Friday, February 15, 2019

Self-reliance is the secret to happiness

Here's an interesting article I came across a couple weeks ago: "Self-Reliance Is The Secret Sauce To Consistent Happiness" (warning, some bad language scattered throughout).

The author, a Dutch productivity specialist by the name of Darius Foroux, points out how society hasn't changed much over the course of history in that "And one of those problems is that we are needy. VERY needy. Why is that a problem? Without self-reliance, you can never be consistently happy. And even though the purpose of life is not happiness in my opinion, being happy is still something that’s important to us. Happiness determines the quality of your life. No one wants to live a [expletive deleted] life."

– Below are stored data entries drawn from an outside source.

//! # Catalog Crate
//!
//! In-memory, point-in-time snapshot of the data the recommendation core
//! consumes: ratings, movie metadata, reviews, friendships, and trending
//! lists. The external CRUD layer owns persistence; this crate only holds
//! what a single training/scoring session needs, loaded once and then read
//! concurrently without locks.
//!
//! ## Main Components
//!
//! - **types**: Core domain types (Rating, Movie, Genre)
//! - **snapshot**: CatalogSnapshot with secondary indices and validation
//! - **error**: Error types for snapshot validation
//!
//! ## Example Usage
//!
//! ```ignore
//! use catalog::{CatalogSnapshot, Movie, Rating};
//!
//! let mut snapshot = CatalogSnapshot::new();
//! snapshot.insert_movie(movie);
//! snapshot.insert_rating(rating);
//! snapshot.build_genre_index();
//! snapshot.validate()?;
//!
//! let ratings = snapshot.ratings_for_user(42);
//! ```

// Public modules
pub mod error;
pub mod snapshot;
pub mod types;

// Re-export commonly used types for convenience
pub use error::{CatalogError, Result};
pub use snapshot::CatalogSnapshot;
pub use types::{Genre, Movie, MovieId, Rating, TrendingPeriod, UserId};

Foroux seems to define "self-reliance" as emotional health: the confidence of not needing the approval of others. He writes:

"Let’s look at how self-reliant you are.

• Do you expect your romantic partner to make you happy?
• Do you think your friends should always be there for you?
• Do you expect that your boss will always give you money?
• Do you say people are stupid when they don’t buy your products or services?
• Do you find it difficult to be alone?
• Do you feel like a nobody when people ignore you at work?
• Do you feel hurt when someone doesn’t invite you to a birthday or any other social event?

In life, we always turn outwardly for everything: Happiness, advice, affection, love, approval. We ask experts for advice. We use drugs when we’re in pain. We expect others to solve our problems. ... Being part of society is great and all. But never take it too far. ... It’s one of the paradoxes in life. We want to be liked and loved by the ones we care about. But the moment we lose ourselves and our identity, we can no longer be the person we want to be. When you’re needy, you only damage your relationships in the long-term."


Foroux urges this emotional self-reliance "because when you’re self-reliant, you can enrich the lives of the people around you much more."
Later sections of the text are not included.